Brandon Dugan is a co-chief scientist on the expedition.
“There's lots of samples that have gone to labs all over the world where people are looking at the age of the water,” he said. “There's other samples that have gone to four labs around the world looking at what the biology is doing there.”
Dugan said undersea aquifers like this exist off every continent, but we know very little about them. And countries that experience drinking water shortages are paying close attention.
Mark Person is Hydrology Team Lead for the project. His involvement in this research goes back to 1991, when he began studying the hydrogeology of Nantucket. He said this aquifer was likely formed over 20-thousand years ago, when sea level was 120 meters lower than today, and Nantucket Sound was all dry land.
“It's likely that that water is quite old,” said Person, “that it's beyond 20,000 years old and maybe up to a million years old.”
Those answers will come as the samples are tested. Carbon 14 dating will be able to determine ages between one thousand and fifty thousand years. Crypton 81 can date older water – up to a million years. The age of the water will help determine how it got there, and if it’s connected to the aquifers that supply our drinking water.
Rob Evans is a senior scientist in the department of Geology and Geophysics at Woods Hole Oceanographic Institution. He says that last point is important.
“We need to know really carefully, in some level of detail, how those water bodies connect to our terrestrial system – if they do,” said Evans. “We don’t really even know that.”
About ten years ago Evans helped map the underwater aquifer off Cape Cod using electromagnetic methods that measure how well the seafloor conducts electricity.
“Which is a really good technique for finding areas of freshwater verses salt water, because saltwater conducts electricity really well, fresh water doesn’t,” he explained. “And so, we can use this geophysical technique to map out these areas of buried fresh water in the subsurface.”
That work informed this summer’s drilling.
Dugan, the Exhibition 501co-chief scientist, says most of the samples collected this summer contained brackish water – with salinity somewhere between fresh and seawater.
“We know that we have a significant volume of brackish water,” he said. “We do have documentation of some water that we sampled that was less than one part per thousand salinity, which would qualify as fresh water.”
And he noted, “But there is a lot of water out there that is not seawater, which is pretty exciting.”
Dugan said the bulk of the sample cores are headed to the University of Bremen, in Germany, where an international team of scientists will gather to analyze them in early 2026. After a year, the samples will be available for anyone to examine.
“Our goal is to explain the science and then let other scientists and other citizens use those data for whatever they want as well,” Dugan said.
Hydrologist Mark Person says there is international interest.
“The UN states that by 2030, two-thirds of the population will experience water shortages and they're now embracing unconventional water resources and unconventional aquifers like this.

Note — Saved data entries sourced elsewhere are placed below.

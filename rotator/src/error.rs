use rotator_execution::error::ClientError;
use thiserror::Error;

/// Top-level application errors: a phase that returns one of these reports a
/// non-zero exit code bit, without blocking subsequent phases.
#[derive(Debug, Error)]
pub enum AppError {
    #[error("venue client: {0}")]
    Client(#[from] ClientError),

    #[error("io: {0}")]
    Io(#[from] std::io::Error),

    #[error("json: {0}")]
    Json(#[from] serde_json::Error),

    #[error("csv: {0}")]
    Csv(#[from] csv::Error),

    #[error("configuration: {0}")]
    Config(String),

    #[error("{0}")]
    Lock(String),

    #[error("position state: {0}")]
    State(String),
}
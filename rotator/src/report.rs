use crate::{error::AppError, ranker::Candidate};
use rotator_execution::order::ConvertHistoryRecord;
use rust_decimal::Decimal;
use serde::{Deserialize, Serialize};
use smol_str::SmolStr;
use std::collections::BTreeMap;
use std::fs;
use std::path::{Path, PathBuf};

/// One pre-analyze balance audit row: what is held, and whether (and why
/// not) it can be routed through Convert.
#[derive(Debug, Clone, PartialEq, Deserialize, Serialize)]
pub struct BalanceRow {
    pub asset: SmolStr,
    pub amount: Decimal,
    pub normalised: Option<SmolStr>,
    pub convertible: bool,
    pub reason: String,
}

pub fn balance_pre_path(dir: &Path) -> PathBuf {
    dir.join("balance.pre.csv")
}

pub fn candidates_csv_path(dir: &Path, region: &str) -> PathBuf {
    dir.join(format!("candidates.{region}.csv"))
}

pub fn candidates_json_path(dir: &Path, region: &str) -> PathBuf {
    dir.join(format!("candidates.{region}.json"))
}

pub fn trade_log_path(dir: &Path, region: &str) -> PathBuf {
    dir.join(format!("trade.{region}.log"))
}

pub fn history_path(dir: &Path) -> PathBuf {
    dir.join("convert_history.json")
}

pub fn summary_path(dir: &Path) -> PathBuf {
    dir.join("summary.txt")
}

/// Write the pre-analyze convertibility snapshot.
pub fn write_balance_pre_csv(dir: &Path, rows: &[BalanceRow]) -> Result<(), AppError> {
    let mut writer = csv::Writer::from_path(balance_pre_path(dir))?;
    writer.write_record(["asset", "amount", "normalised", "convertible", "reason"])?;
    for row in rows {
        writer.write_record([
            row.asset.to_string(),
            row.amount.to_string(),
            row.normalised.as_deref().unwrap_or("").to_string(),
            if row.convertible { "yes" } else { "no" }.to_string(),
            row.reason.clone(),
        ])?;
    }
    writer.flush()?;
    Ok(())
}

/// Write the ranked candidates as both the per-region CSV audit table and the
/// JSON artifact the trade phase reads back.
pub fn write_candidates(dir: &Path, region: &str, candidates: &[Candidate]) -> Result<(), AppError> {
    let mut writer = csv::Writer::from_path(candidates_csv_path(dir, region))?;
    writer.write_record([
        "rank",
        "symbol",
        "base",
        "score",
        "qVol",
        "chg",
        "spread_bps",
        "last_price",
        "route",
        "min_quote",
        "max_quote",
    ])?;
    for candidate in candidates {
        writer.write_record([
            candidate.rank.to_string(),
            candidate.symbol.to_string(),
            candidate.base.to_string(),
            format!("{:.6}", candidate.score),
            candidate.quote_volume.to_string(),
            candidate.change_pct.to_string(),
            format!("{:.2}", candidate.spread_bps),
            candidate.last_price.to_string(),
            candidate.route_desc.clone(),
            candidate.min_quote.to_string(),
            candidate.max_quote.to_string(),
        ])?;
    }
    writer.flush()?;

    let json = serde_json::to_string_pretty(candidates)?;
    fs::write(candidates_json_path(dir, region), json)?;
    Ok(())
}

/// Read back the candidates the analyze phase produced for `region`.
/// `None` when no analyze artifact exists for the day.
pub fn read_candidates(dir: &Path, region: &str) -> Result<Option<Vec<Candidate>>, AppError> {
    let path = candidates_json_path(dir, region);
    let raw = match fs::read_to_string(&path) {
        Ok(raw) => raw,
        Err(error) if error.kind() == std::io::ErrorKind::NotFound => return Ok(None),
        Err(error) => return Err(error.into()),
    };
    Ok(Some(serde_json::from_str(&raw)?))
}

/// Append one analyze summary block: selection count plus the rejection
/// breakdown by reason.
pub fn append_summary(
    dir: &Path,
    region: &str,
    selected: usize,
    rejections: &BTreeMap<&'static str, u32>,
) -> Result<(), AppError> {
    let mut text = format!("Region={region} Total={selected}\n");
    if !rejections.is_empty() {
        text.push_str("Rejections:\n");
        for (reason, count) in rejections {
            text.push_str(&format!("  {reason}: {count}\n"));
        }
    }
    append_line_raw(&summary_path(dir), &text)
}

/// Append one human-readable trade log line.
pub fn append_trade_line(dir: &Path, region: &str, line: &str) -> Result<(), AppError> {
    append_line_raw(&trade_log_path(dir, region), &format!("{line}\n"))
}

fn append_line_raw(path: &Path, text: &str) -> Result<(), AppError> {
    use std::io::Write;
    let mut file = fs::OpenOptions::new().create(true).append(true).open(path)?;
    file.write_all(text.as_bytes())?;
    Ok(())
}

/// Append execution records to the day's convert history, rewriting the file
/// atomically.
pub fn append_history(dir: &Path, records: &[ConvertHistoryRecord]) -> Result<(), AppError> {
    if records.is_empty() {
        return Ok(());
    }
    let path = history_path(dir);

    let mut history: Vec<ConvertHistoryRecord> = match fs::read_to_string(&path) {
        Ok(raw) => serde_json::from_str(&raw).unwrap_or_default(),
        Err(_) => Vec::new(),
    };
    history.extend_from_slice(records);

    let mut tmp = tempfile::NamedTempFile::new_in(dir)?;
    serde_json::to_writer(&mut tmp, &history)?;
    tmp.persist(&path)
        .map_err(|error| AppError::State(format!("history rename: {error}")))?;
    Ok(())
}

/// Load the day's convert history (empty when absent).
pub fn read_history(dir: &Path) -> Vec<ConvertHistoryRecord> {
    fs::read_to_string(history_path(dir))
        .ok()
        .and_then(|raw| serde_json::from_str(&raw).ok())
        .unwrap_or_default()
}

#[cfg(test)]
mod tests {
    use super::*;
    use rotator_execution::order::ConvertRoute;
    use rust_decimal_macros::dec;

    fn candidate(base: &str, rank: usize) -> Candidate {
        Candidate {
            rank,
            symbol: SmolStr::new(format!("{base}USDT")),
            base: SmolStr::new(base),
            score: 5.4321,
            quote_volume: dec!(10000000),
            change_pct: dec!(2.5),
            spread_bps: 3.0,
            last_price: dec!(10),
            route: ConvertRoute::direct("USDT", base, dec!(10), dec!(0)),
            route_desc: "direct".to_string(),
            min_quote: dec!(10),
            max_quote: dec!(0),
        }
    }

    #[test]
    fn test_candidates_round_trip_through_json() {
        let dir = tempfile::tempdir().unwrap();
        let candidates = vec![candidate("SOL", 1), candidate("BNB", 2)];

        write_candidates(dir.path(), "asia", &candidates).unwrap();
        let loaded = read_candidates(dir.path(), "asia").unwrap().unwrap();
        assert_eq!(loaded, candidates);

        // a different region has no artifact
        assert!(read_candidates(dir.path(), "us").unwrap().is_none());
    }

    #[test]
    fn test_history_appends_across_calls() {
        let dir = tempfile::tempdir().unwrap();
        let record = ConvertHistoryRecord {
            quote_id: Some("q1".to_string()),
            order_id: Some("o1".to_string()),
            from_token: SmolStr::new("USDT"),
            to_token: SmolStr::new("BTC"),
            ratio: Some(dec!(0.00003)),
            inverse_ratio: Some(dec!(33333)),
            from_amount: Some(dec!(100)),
            to_amount: Some(dec!(0.003)),
            score: Some(1.0),
            expected_profit: None,
            prob_up: None,
            accepted: true,
            error_code: None,
            error_msg: None,
            timestamp: 1_700_000_000_000,
        };

        append_history(dir.path(), &[record.clone()]).unwrap();
        append_history(dir.path(), &[record.clone()]).unwrap();

        let history = read_history(dir.path());
        assert_eq!(history.len(), 2);
        assert_eq!(history[0].order_id.as_deref(), Some("o1"));
    }

    #[test]
    fn test_balance_pre_csv_written() {
        let dir = tempfile::tempdir().unwrap();
        let rows = vec![
            BalanceRow {
                asset: SmolStr::new("BTC"),
                amount: dec!(0.5),
                normalised: Some(SmolStr::new("BTC")),
                convertible: true,
                reason: String::new(),
            },
            BalanceRow {
                asset: SmolStr::new("BTCUP"),
                amount: dec!(3),
                normalised: None,
                convertible: false,
                reason: "blocked_suffix".to_string(),
            },
        ];

        write_balance_pre_csv(dir.path(), &rows).unwrap();
        let text = fs::read_to_string(balance_pre_path(dir.path())).unwrap();
        assert!(text.starts_with("asset,amount,normalised,convertible,reason"));
        assert!(text.contains("BTCUP,3,,no,blocked_suffix"));
    }

    #[test]
    fn test_summary_accumulates() {
        let dir = tempfile::tempdir().unwrap();
        let mut rejections = BTreeMap::new();
        rejections.insert("low_volume", 3u32);
        rejections.insert("no_route", 1u32);

        append_summary(dir.path(), "us", 2, &rejections).unwrap();
        append_summary(dir.path(), "us", 0, &BTreeMap::new()).unwrap();

        let text = fs::read_to_string(summary_path(dir.path())).unwrap();
        assert!(text.contains("Region=us Total=2"));
        assert!(text.contains("  low_volume: 3"));
        assert!(text.contains("Region=us Total=0"));
    }
}
//! # Rotator-Execution
//! Binance Convert venue integration: signed quote lifecycle wrappers
//! (`exchangeInfo`, `getQuote`, `acceptQuote`, `orderStatus`, `tradeFlow`),
//! public market data, wallet balances, per-cycle request/weight accounting,
//! and the [`ConvertExecutor`](executor::ConvertExecutor) state machine that
//! settles rebalance actions through them.

use derive_more::Constructor;
use serde::{Deserialize, Serialize};

/// Errors generated by venue clients, split into connectivity and typed API
/// rejections that drive the retry / skip policy.
pub mod error;

/// Convert domain records: quotes, orders, routes, rebalance actions and the
/// append-only history schema.
pub mod order;

/// Amount flooring and wire formatting rules for Convert `fromAmount`s.
pub mod amounts;

/// Signed venue clients.
pub mod client;

/// Public Spot market data gateway.
pub mod market;

/// Wallet balance reading.
pub mod balance;

/// Per-cycle request count / endpoint weight accounting and the persistent
/// daily quote quota.
pub mod counters;

/// Quote -> accept -> order-status execution state machine.
pub mod executor;

/// Venue API credentials.
#[derive(Debug, Clone, Eq, PartialEq, Deserialize, Serialize, Constructor)]
pub struct ApiCredentials {
    pub key: String,
    pub secret: String,
}
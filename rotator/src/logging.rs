use chrono::Utc;
use std::path::{Path, PathBuf};
use tracing_subscriber::{layer::SubscriberExt, util::SubscriberInitExt};

/// Initialise default non-JSON `rotator` logging.
pub fn init_logging() {
    init_logging_with_default(tracing_subscriber::filter::LevelFilter::INFO)
}

/// Initialise non-JSON logging with an explicit default level (`RUST_LOG`
/// still overrides).
pub fn init_logging_with_default(level: tracing_subscriber::filter::LevelFilter) {
    tracing_subscriber::registry()
        .with(
            tracing_subscriber::filter::EnvFilter::builder()
                .with_default_directive(level.into())
                .from_env_lossy(),
        )
        .with(tracing_subscriber::fmt::layer())
        .init()
}

/// Initialise default JSON `rotator` logging.
pub fn init_json_logging() {
    tracing_subscriber::registry()
        .with(
            tracing_subscriber::filter::EnvFilter::builder()
                .with_default_directive(tracing_subscriber::filter::LevelFilter::INFO.into())
                .from_env_lossy(),
        )
        .with(tracing_subscriber::fmt::layer().json().flatten_event(true))
        .init()
}

/// Per-day artifact directory `<root>/<YYYY-MM-DD>`, created on demand.
/// Balance snapshots, candidate lists, trade logs and the convert history of
/// one UTC day land together.
pub fn rolling_log_dir(root: &Path) -> std::io::Result<PathBuf> {
    let dir = root.join(Utc::now().format("%Y-%m-%d").to_string());
    std::fs::create_dir_all(&dir)?;
    Ok(dir)
}
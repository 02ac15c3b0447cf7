use serde::{Deserialize, Deserializer};

pub mod account;
pub mod accept_quote;
pub mod asset_info;
pub mod capital;
pub mod exchange_info;
pub mod get_quote;
pub mod order_status;
pub mod trade_flow;

/// Venue identifiers arrive as either JSON strings or bare numbers depending
/// on the endpoint (`acceptQuote` returns `"orderId": "933256..."`, while
/// `orderStatus` returns the same id as a number). Normalise both to `String`.
pub(crate) fn de_string_or_number<'de, D>(deserializer: D) -> Result<String, D::Error>
where
    D: Deserializer<'de>,
{
    #[derive(Deserialize)]
    #[serde(untagged)]
    enum StringOrNumber {
        String(String),
        Number(i64),
    }

    Ok(match StringOrNumber::deserialize(deserializer)? {
        StringOrNumber::String(value) => value,
        StringOrNumber::Number(value) => value.to_string(),
    })
}

#[cfg(test)]
mod tests {
    use super::*;

    #[derive(Deserialize)]
    struct Row {
        #[serde(deserialize_with = "de_string_or_number")]
        order_id: String,
    }

    #[test]
    fn test_string_or_number_ids() {
        let s: Row = serde_json::from_str(r#"{"order_id": "933256278426274426"}"#).unwrap();
        assert_eq!(s.order_id, "933256278426274426");

        let n: Row = serde_json::from_str(r#"{"order_id": 933256278426274426}"#).unwrap();
        assert_eq!(n.order_id, "933256278426274426");
    }
}
use crate::{position::PositionState, route::RouteResolver};
use fnv::FnvHashMap;
use rotator_execution::order::RebalanceAction;
use rust_decimal::Decimal;
use smol_str::SmolStr;
use tracing::warn;

const CASH_ASSET: &str = "USDT";

/// Peak-to-trough ratio at which the stop fires (a 15% drawdown).
pub fn stop_ratio() -> Decimal {
    Decimal::new(85, 2)
}

/// Liquidations demanded by the drawdown stop.
#[derive(Debug, Clone, Default)]
pub struct GuardOutcome {
    pub actions: Vec<RebalanceAction>,
    pub asset_triggers: Vec<SmolStr>,
    pub portfolio_trigger: bool,
}

impl GuardOutcome {
    pub fn triggered(&self) -> bool {
        !self.actions.is_empty()
    }
}

fn liquidation(
    asset: &SmolStr,
    amount: Decimal,
    resolver: &RouteResolver,
) -> Option<RebalanceAction> {
    let route = resolver.route_exists(asset, CASH_ASSET)?;
    Some(RebalanceAction::new(
        asset.clone(),
        SmolStr::new(CASH_ASSET),
        amount,
        route,
    ))
}

/// Evaluate both stop triggers against current prices.
///
/// Per-asset: price at or below 85% of the tracked peak sells that holding in
/// full. Portfolio: equity at or below 85% of the portfolio peak supersedes
/// any per-asset triggers and liquidates every non-cash holding with a route.
pub fn evaluate(
    state: &PositionState,
    price_map: &FnvHashMap<SmolStr, Decimal>,
    resolver: &RouteResolver,
) -> GuardOutcome {
    let mut outcome = GuardOutcome::default();

    for (asset, amount) in &state.assets {
        if asset == CASH_ASSET || *amount <= Decimal::ZERO {
            continue;
        }
        let Some(peak) = state.peaks.get(asset).copied() else {
            continue;
        };
        let Some(price) = price_map.get(asset).copied() else {
            continue;
        };
        if peak <= Decimal::ZERO || price <= Decimal::ZERO {
            continue;
        }

        if price <= peak * stop_ratio() {
            match liquidation(asset, *amount, resolver) {
                Some(action) => {
                    outcome.actions.push(action);
                    outcome.asset_triggers.push(asset.clone());
                }
                None => warn!(%asset, "drawdown trigger without a liquidation route"),
            }
        }
    }

    let equity = state.equity(price_map);
    if state.portfolio_peak > Decimal::ZERO && equity <= state.portfolio_peak * stop_ratio() {
        // Portfolio-level stop supersedes per-asset triggers.
        outcome.portfolio_trigger = true;
        outcome.actions.clear();
        outcome.asset_triggers.clear();

        for (asset, amount) in &state.assets {
            if asset == CASH_ASSET || *amount <= Decimal::ZERO {
                continue;
            }
            match liquidation(asset, *amount, resolver) {
                Some(action) => {
                    outcome.actions.push(action);
                    outcome.asset_triggers.push(asset.clone());
                }
                None => warn!(%asset, "portfolio stop: no liquidation route"),
            }
        }
    }

    outcome
}
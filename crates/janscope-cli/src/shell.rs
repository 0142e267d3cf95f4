//! Interactive `shell` command: one keyword per line, results redrawn after
//! each completed search.

use janscope_core::{CompletionOutcome, ProductSearch, SearchSession};
use tokio::io::{AsyncBufReadExt, BufReader};

use crate::render::render_results;

const QUIT: &str = ":q";

/// Reads keywords from stdin until EOF or `:q`.
///
/// The session lives for the duration of the shell; a failed search prints
/// a notice and keeps the previous results.
///
/// # Errors
///
/// Returns an error if stdin cannot be read.
pub(crate) async fn run_shell<S: ProductSearch>(searcher: &S) -> anyhow::Result<()> {
    let mut session = SearchSession::new();
    let mut lines = BufReader::new(tokio::io::stdin()).lines();

    eprintln!("enter a keyword to search, {QUIT} to quit");
    while let Some(line) = lines.next_line().await? {
        let line = line.trim();
        if line == QUIT {
            break;
        }
        if let Some(text) = handle_line(&mut session, searcher, line).await {
            print!("{text}");
        }
    }
    Ok(())
}

/// Runs one shell line through the session and returns what to print.
///
/// Blank lines print nothing; failures print a notice followed by the
/// results that are still on screen.
async fn handle_line<S: ProductSearch>(
    session: &mut SearchSession,
    searcher: &S,
    line: &str,
) -> Option<String> {
    match session.run(searcher, line).await? {
        CompletionOutcome::Applied => Some(render_results(session.rows())),
        CompletionOutcome::Failed => {
            let mut text = format!(
                "search for \"{}\" failed: {}\n",
                session.keyword(),
                session.last_error().unwrap_or("unknown error")
            );
            if !session.rows().is_empty() {
                text.push_str("showing previous results\n\n");
                text.push_str(&render_results(session.rows()));
            }
            Some(text)
        }
        CompletionOutcome::Stale => None,
    }
}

But it's controversial,” he said.
Controversial because there is so much about these systems that is still unknown, including if the aquifers are all ancient water, or if they are being replenished. And controversial because tapping a finite resource, no matter how vast, is not sustainable.
Nonetheless, Person and Dugan believe that this type of water aquifer will be tapped, somewhere, within the next few decades.